**Assignment**
Please restate the data word for word, in full.

(Dataset records)
★ ★ ★ ★ ★

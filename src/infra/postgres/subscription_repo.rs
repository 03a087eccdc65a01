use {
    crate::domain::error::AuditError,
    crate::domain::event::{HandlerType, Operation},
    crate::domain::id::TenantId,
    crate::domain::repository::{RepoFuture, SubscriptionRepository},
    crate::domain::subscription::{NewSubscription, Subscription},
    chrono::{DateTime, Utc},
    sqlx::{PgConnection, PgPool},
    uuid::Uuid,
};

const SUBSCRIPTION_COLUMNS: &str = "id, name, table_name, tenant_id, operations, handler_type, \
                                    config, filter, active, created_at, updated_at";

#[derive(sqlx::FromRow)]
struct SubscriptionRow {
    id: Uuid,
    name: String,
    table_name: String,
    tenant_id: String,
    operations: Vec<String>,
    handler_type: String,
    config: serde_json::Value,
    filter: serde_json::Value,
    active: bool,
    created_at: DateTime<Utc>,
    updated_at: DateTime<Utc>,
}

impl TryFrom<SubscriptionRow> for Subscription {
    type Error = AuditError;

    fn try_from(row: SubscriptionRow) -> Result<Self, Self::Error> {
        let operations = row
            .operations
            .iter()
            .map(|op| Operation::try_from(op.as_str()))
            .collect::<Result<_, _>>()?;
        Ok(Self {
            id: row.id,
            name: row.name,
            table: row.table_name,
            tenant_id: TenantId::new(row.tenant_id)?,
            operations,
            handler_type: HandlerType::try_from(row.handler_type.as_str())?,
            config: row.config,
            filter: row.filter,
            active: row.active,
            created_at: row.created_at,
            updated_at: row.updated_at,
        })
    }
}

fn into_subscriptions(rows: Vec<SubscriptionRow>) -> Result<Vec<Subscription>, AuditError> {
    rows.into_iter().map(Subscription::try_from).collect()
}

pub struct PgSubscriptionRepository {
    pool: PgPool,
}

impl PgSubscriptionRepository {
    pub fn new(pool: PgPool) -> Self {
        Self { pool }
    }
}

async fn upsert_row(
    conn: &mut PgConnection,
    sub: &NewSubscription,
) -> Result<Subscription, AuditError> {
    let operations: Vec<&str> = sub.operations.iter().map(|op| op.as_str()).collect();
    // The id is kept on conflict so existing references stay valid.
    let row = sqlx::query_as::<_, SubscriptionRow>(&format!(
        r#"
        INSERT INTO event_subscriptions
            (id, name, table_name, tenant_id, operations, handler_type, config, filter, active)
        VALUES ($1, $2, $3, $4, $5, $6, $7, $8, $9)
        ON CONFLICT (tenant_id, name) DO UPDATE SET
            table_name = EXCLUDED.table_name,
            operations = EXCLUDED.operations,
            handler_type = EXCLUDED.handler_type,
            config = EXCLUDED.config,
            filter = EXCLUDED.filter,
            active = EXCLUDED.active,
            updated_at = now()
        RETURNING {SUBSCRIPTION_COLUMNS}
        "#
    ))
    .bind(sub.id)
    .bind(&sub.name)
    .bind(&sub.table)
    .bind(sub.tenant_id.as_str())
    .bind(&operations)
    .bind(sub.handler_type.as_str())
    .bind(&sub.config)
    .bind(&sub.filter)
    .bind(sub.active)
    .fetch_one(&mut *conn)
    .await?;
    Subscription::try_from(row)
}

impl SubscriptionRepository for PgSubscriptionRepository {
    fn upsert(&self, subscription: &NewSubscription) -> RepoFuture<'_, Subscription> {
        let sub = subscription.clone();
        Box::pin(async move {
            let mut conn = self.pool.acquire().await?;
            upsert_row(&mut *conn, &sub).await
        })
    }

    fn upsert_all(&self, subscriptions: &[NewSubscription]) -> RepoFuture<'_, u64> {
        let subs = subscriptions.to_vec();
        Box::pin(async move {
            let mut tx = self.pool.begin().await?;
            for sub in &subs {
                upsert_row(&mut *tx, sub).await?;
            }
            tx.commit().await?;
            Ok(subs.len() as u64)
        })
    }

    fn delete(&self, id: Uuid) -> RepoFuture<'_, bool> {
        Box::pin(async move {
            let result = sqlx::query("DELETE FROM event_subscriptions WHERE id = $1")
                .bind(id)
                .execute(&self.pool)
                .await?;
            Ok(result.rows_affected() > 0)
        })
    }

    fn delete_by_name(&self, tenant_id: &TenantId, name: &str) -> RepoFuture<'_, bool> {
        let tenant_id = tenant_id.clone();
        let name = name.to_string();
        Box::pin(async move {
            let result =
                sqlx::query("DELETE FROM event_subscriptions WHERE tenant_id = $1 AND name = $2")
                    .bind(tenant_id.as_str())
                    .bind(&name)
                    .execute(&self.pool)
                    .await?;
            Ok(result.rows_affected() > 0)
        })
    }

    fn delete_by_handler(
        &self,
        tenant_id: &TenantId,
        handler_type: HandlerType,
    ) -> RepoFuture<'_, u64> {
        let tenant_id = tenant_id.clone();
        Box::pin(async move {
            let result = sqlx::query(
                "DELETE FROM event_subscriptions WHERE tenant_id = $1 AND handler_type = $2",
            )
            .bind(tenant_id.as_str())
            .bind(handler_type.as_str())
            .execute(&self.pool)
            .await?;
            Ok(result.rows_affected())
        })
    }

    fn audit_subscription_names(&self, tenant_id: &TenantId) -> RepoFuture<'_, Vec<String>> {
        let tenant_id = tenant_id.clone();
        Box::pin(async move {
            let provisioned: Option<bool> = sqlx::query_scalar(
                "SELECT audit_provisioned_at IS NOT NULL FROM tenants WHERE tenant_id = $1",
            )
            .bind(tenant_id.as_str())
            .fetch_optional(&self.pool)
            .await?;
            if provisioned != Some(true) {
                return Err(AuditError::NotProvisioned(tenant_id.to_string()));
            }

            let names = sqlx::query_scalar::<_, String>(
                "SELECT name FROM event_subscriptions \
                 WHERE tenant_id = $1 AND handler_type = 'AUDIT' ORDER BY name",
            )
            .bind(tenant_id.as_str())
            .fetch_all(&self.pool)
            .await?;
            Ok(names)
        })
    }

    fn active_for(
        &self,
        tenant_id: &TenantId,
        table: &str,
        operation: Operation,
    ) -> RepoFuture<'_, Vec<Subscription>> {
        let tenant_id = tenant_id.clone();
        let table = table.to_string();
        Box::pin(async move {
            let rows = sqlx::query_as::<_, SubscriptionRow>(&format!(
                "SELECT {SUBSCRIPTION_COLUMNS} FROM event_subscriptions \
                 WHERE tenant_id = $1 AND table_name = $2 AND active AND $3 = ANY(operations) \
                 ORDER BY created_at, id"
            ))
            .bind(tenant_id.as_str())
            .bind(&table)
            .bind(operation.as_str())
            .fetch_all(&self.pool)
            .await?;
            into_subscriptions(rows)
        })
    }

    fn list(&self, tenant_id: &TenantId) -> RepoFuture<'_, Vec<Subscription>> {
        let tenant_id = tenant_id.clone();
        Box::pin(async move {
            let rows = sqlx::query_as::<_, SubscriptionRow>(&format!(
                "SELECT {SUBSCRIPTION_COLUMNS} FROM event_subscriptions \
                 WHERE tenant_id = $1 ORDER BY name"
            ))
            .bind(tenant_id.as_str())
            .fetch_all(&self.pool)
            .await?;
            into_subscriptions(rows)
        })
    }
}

★ ★ ★ ★ ★

**Result of the exercise**
filename src/infra/postgres/subscription_repo.rs
repository 03a087eccdc65a01
use {
    crate::domain::error::AuditError,
    crate::domain::event::{HandlerType, Operation},
    crate::domain::id::TenantId,
    crate::domain::repository::{RepoFuture, SubscriptionRepository},
    crate::domain::subscription::{NewSubscription, Subscription},
    chrono::{DateTime, Utc},
    sqlx::{PgConnection, PgPool},
    uuid::Uuid,
};

const SUBSCRIPTION_COLUMNS: &str = "id, name, table_name, tenant_id, operations, handler_type, \
                                    config, filter, active, created_at, updated_at";

#[derive(sqlx::FromRow)]
struct SubscriptionRow {
    id: Uuid,
    name: String,
    table_name: String,
    tenant_id: String,
    operations: Vec<String>,
    handler_type: String,
    config: serde_json::Value,
    filter: serde_json::Value,
    active: bool,
    created_at: DateTime<Utc>,
    updated_at: DateTime<Utc>,
}

impl TryFrom<SubscriptionRow> for Subscription {
    type Error = AuditError;

    fn try_from(row: SubscriptionRow) -> Result<Self, Self::Error> {
        let operations = row
            .operations
            .iter()
            .map(|op| Operation::try_from(op.as_str()))
            .collect::<Result<_, _>>()?;
        Ok(Self {
            id: row.id,
            name: row.name,
            table: row.table_name,
            tenant_id: TenantId::new(row.tenant_id)?,
            operations,
            handler_type: HandlerType::try_from(row.handler_type.as_str())?,
            config: row.config,
            filter: row.filter,
            active: row.active,
            created_at: row.created_at,
            updated_at: row.updated_at,
        })
    }
}

fn into_subscriptions(rows: Vec<SubscriptionRow>) -> Result<Vec<Subscription>, AuditError> {
    rows.into_iter().map(Subscription::try_from).collect()
}

pub struct PgSubscriptionRepository {
    pool: PgPool,
}

impl PgSubscriptionRepository {
    pub fn new(pool: PgPool) -> Self {
        Self { pool }
    }
}

async fn upsert_row(
    conn: &mut PgConnection,
    sub: &NewSubscription,
) -> Result<Subscription, AuditError> {
    let operations: Vec<&str> = sub.operations.iter().map(|op| op.as_str()).collect();
    // The id is kept on conflict so existing references stay valid.
    let row = sqlx::query_as::<_, SubscriptionRow>(&format!(
        r#"
        INSERT INTO event_subscriptions
            (id, name, table_name, tenant_id, operations, handler_type, config, filter, active)
        VALUES ($1, $2, $3, $4, $5, $6, $7, $8, $9)
        ON CONFLICT (tenant_id, name) DO UPDATE SET
            table_name = EXCLUDED.table_name,
            operations = EXCLUDED.operations,
            handler_type = EXCLUDED.handler_type,
            config = EXCLUDED.config,
            filter = EXCLUDED.filter,
            active = EXCLUDED.active,
            updated_at = now()
        RETURNING {SUBSCRIPTION_COLUMNS}
        "#
    ))
    .bind(sub.id)
    .bind(&sub.name)
    .bind(&sub.table)
    .bind(sub.tenant_id.as_str())
    .bind(&operations)
    .bind(sub.handler_type.as_str())
    .bind(&sub.config)
    .bind(&sub.filter)
    .bind(sub.active)
    .fetch_one(&mut *conn)
    .await?;
    Subscription::try_from(row)
}

impl SubscriptionRepository for PgSubscriptionRepository {
    fn upsert(&self, subscription: &NewSubscription) -> RepoFuture<'_, Subscription> {
        let sub = subscription.clone();
        Box::pin(async move {
            let mut conn = self.pool.acquire().await?;
            upsert_row(&mut *conn, &sub).await
        })
    }

    fn upsert_all(&self, subscriptions: &[NewSubscription]) -> RepoFuture<'_, u64> {
        let subs = subscriptions.to_vec();
        Box::pin(async move {
            let mut tx = self.pool.begin().await?;
            for sub in &subs {
                upsert_row(&mut *tx, sub).await?;
            }
            tx.commit().await?;
            Ok(subs.len() as u64)
        })
    }

    fn delete(&self, id: Uuid) -> RepoFuture<'_, bool> {
        Box::pin(async move {
            let result = sqlx::query("DELETE FROM event_subscriptions WHERE id = $1")
                .bind(id)
                .execute(&self.pool)
                .await?;
            Ok(result.rows_affected() > 0)
        })
    }

    fn delete_by_name(&self, tenant_id: &TenantId, name: &str) -> RepoFuture<'_, bool> {
        let tenant_id = tenant_id.clone();
        let name = name.to_string();
        Box::pin(async move {
            let result =
                sqlx::query("DELETE FROM event_subscriptions WHERE tenant_id = $1 AND name = $2")
                    .bind(tenant_id.as_str())
                    .bind(&name)
                    .execute(&self.pool)
                    .await?;
            Ok(result.rows_affected() > 0)
        })
    }

    fn delete_by_handler(
        &self,
        tenant_id: &TenantId,
        handler_type: HandlerType,
    ) -> RepoFuture<'_, u64> {
        let tenant_id = tenant_id.clone();
        Box::pin(async move {
            let result = sqlx::query(
                "DELETE FROM event_subscriptions WHERE tenant_id = $1 AND handler_type = $2",
            )
            .bind(tenant_id.as_str())
            .bind(handler_type.as_str())
            .execute(&self.pool)
            .await?;
            Ok(result.rows_affected())
        })
    }

    fn audit_subscription_names(&self, tenant_id: &TenantId) -> RepoFuture<'_, Vec<String>> {
        let tenant_id = tenant_id.clone();
        Box::pin(async move {
            let provisioned: Option<bool> = sqlx::query_scalar(
                "SELECT audit_provisioned_at IS NOT NULL FROM tenants WHERE tenant_id = $1",
            )
            .bind(tenant_id.as_str())
            .fetch_optional(&self.pool)
            .await?;
            if provisioned != Some(true) {
                return Err(AuditError::NotProvisioned(tenant_id.to_string()));
            }

            let names = sqlx::query_scalar::<_, String>(
                "SELECT name FROM event_subscriptions \
                 WHERE tenant_id = $1 AND handler_type = 'AUDIT' ORDER BY name",
            )
            .bind(tenant_id.as_str())
            .fetch_all(&self.pool)
            .await?;
            Ok(names)
        })
    }

    fn active_for(
        &self,
        tenant_id: &TenantId,
        table: &str,
        operation: Operation,
    ) -> RepoFuture<'_, Vec<Subscription>> {
        let tenant_id = tenant_id.clone();
        let table = table.to_string();
        Box::pin(async move {
            let rows = sqlx::query_as::<_, SubscriptionRow>(&format!(
                "SELECT {SUBSCRIPTION_COLUMNS} FROM event_subscriptions \
                 WHERE tenant_id = $1 AND table_name = $2 AND active AND $3 = ANY(operations) \
                 ORDER BY created_at, id"
            ))
            .bind(tenant_id.as_str())
            .bind(&table)
            .bind(operation.as_str())
            .fetch_all(&self.pool)
            .await?;
            into_subscriptions(rows)
        })
    }

    fn list(&self, tenant_id: &TenantId) -> RepoFuture<'_, Vec<Subscription>> {
        let tenant_id = tenant_id.clone();
        Box::pin(async move {
            let rows = sqlx::query_as::<_, SubscriptionRow>(&format!(
                "SELECT {SUBSCRIPTION_COLUMNS} FROM event_subscriptions \
                 WHERE tenant_id = $1 ORDER BY name"
            ))
            .bind(tenant_id.as_str())
            .fetch_all(&self.pool)
            .await?;
            into_subscriptions(rows)
        })
    }
}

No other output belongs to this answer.